Le candidat de l’opposition à la présidentielle Agbéyomè Kodjo est soupçonné « d’atteinte à la sûreté de l’État » par le procureur du tribunal de Lomé, qui réclame la levée de son immunité parlementaire.
« C’est une chimère de plus du régime. De l’intimidation. C’est une manœuvre de plus pour nous museler. Agbéyomè Kodjo reste imperturbable.
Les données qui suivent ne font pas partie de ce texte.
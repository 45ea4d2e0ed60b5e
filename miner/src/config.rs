//! Configuration surface from spec.md §6, collected into one struct the
//! hosting binary fills in from CLI flags (see the `duskcoind` crate's
//! `clap`-derived arguments) and passes into the assembler.

use duskcoin_network::{ConsensusParams, DEFAULT_BLOCK_MAX_WEIGHT};

/// Recognized configuration options, named exactly as spec.md §6 lists
/// them (camelCase in the spec text, `snake_case` fields here per Rust
/// convention).
#[derive(Clone, Debug)]
pub struct MinerConfig {
    /// Hard cap on the assembled block's weight; clamped into
    /// `[4000, MAX_BLOCK_WEIGHT/4]` at assembler construction regardless
    /// of what is configured here.
    pub block_max_weight: u64,
    /// Optional floor on package feerate (disabled by default; see
    /// spec.md §9 Open Question b).
    pub block_min_tx_fee: u64,
    /// Regtest-only override of the header version field.
    pub block_version: Option<u32>,
    /// Bypasses initial-block-download and tip-age gating; used for
    /// regtest/local mining.
    pub genoverride: bool,
    /// Diagnostic per-tx feerate logging during package selection.
    pub printpriority: bool,
}

impl Default for MinerConfig {
    fn default() -> Self {
        MinerConfig {
            block_max_weight: DEFAULT_BLOCK_MAX_WEIGHT,
            block_min_tx_fee: 0,
            block_version: None,
            genoverride: false,
            printpriority: false,
        }
    }
}

impl MinerConfig {
    /// Resolves the clamped weight cap this config implies for `consensus`.
    pub fn clamped_max_weight(&self, consensus: &ConsensusParams) -> u64 {
        consensus.clamp_block_max_weight(self.block_max_weight)
    }
}

#[cfg(test)]
mod tests {
    use super::*;
    use duskcoin_network::Network;

    #[test]
    fn default_config_clamps_to_the_network_default() {
        let config = MinerConfig::default();
        let consensus = ConsensusParams::for_network(Network::Mainnet);
        assert_eq!(
            config.clamped_max_weight(&consensus),
            DEFAULT_BLOCK_MAX_WEIGHT
        );
    }
}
Nous irons jusqu’au bout ». Contacté par Jeune Afrique, Essénam Bêssan, membre du Mouvement patriotique pour la démocratie et le développement (MPDD) n’a pas de mots assez durs pour dénoncer la procédure engagée à l’encontre du candidat de l’opposition à la présidentielle du 22 février dernier.
Levée de l’immunité
Dans un courrier daté du 9 mars, dont Jeune Afrique a obtenu copie, le procureur de la République près le Tribunal de première instance de Lomé, Essolissam Poyodi, a sollicité auprès de la présidente de l’Assemblée nationale, Yawa Djigbodi Tségan, la levée de l’immunité parlementaire d’Agbéyomè Kodjo.
Le magistrat souhaite entendre l’opposant pour des faits « d’atteinte à la sureté de l’État » et affirme qu’il pèse à son encontre « de graves présomptions d’avoir commis des infractions à la loi pénale ».
Outre plusieurs déclarations dans les médias, le procureur pointe, en tant qu’éléments à charge, l’« usage abusif des symboles et emblèmes de l’État ». Dans le viseur du magistrat, la messe « d’investiture », organisée samedi 1er février sous l’égide de Mgr Philippe Fanoko Kossi Kpodzro, l’archevêque émérite de Lomé, qui avait été à l’origine de la « candidature unique de l’opposition » de Kodjo. Sont visés également son auto-proclamation comme président de la République et son appel en tant que « chef suprême des armées » aux forces de l’ordre et la nomination d’un Premier ministre.
Le procureur reproche par ailleurs à Agbéyomè Kodjo d’avoir accusé le président Faure Gnassingbé et des membres du gouvernement d’avoir orchestré les incendies des grands marchés de Lomé et de Kara.
Commission spéciale
Autant d’arguments que le procureur déploiera lors de son audition, ce mercredi, devant la commission parlementaire spéciale mise en place pour statuer sur cette demande de levée d’immunité parlementaire.
Présidée par la députée Memounatou Ibrahima (UNIR, parti présidentiel), cette commission doit livrer ses conclusions lors d’une plénière au cours de laquelle Agbéyomè Kodjo pourra répondre. Les députés seront ensuite appelés à voter pour statuer sur la levée de l’immunité parlementaire.
Ces poursuites s’inscrivent dans un bras de fer engagé dès le lendemain de la proclamation des résultats de la présidentielle du 22 février, à l’issue de laquelle, à la surprise générale, Agbéyomè Kodjo a été crédité de 18,37% des voix – pour 5% à l’opposant historique, Jean-Pierre Fabre.
Si Kodjo, n’a eu de cesse, depuis, de dénoncer ce qu’il qualifie de « mascarade électorale », la Cour constitutionnelle a confirmé ces résultats provisoires, le 4 mars, déclarant Faure Essozimna Gnassingbé définitivement élu avec 70,78% des suffrages exprimés, contre 19,46 pour Agbéyomè Kodjo.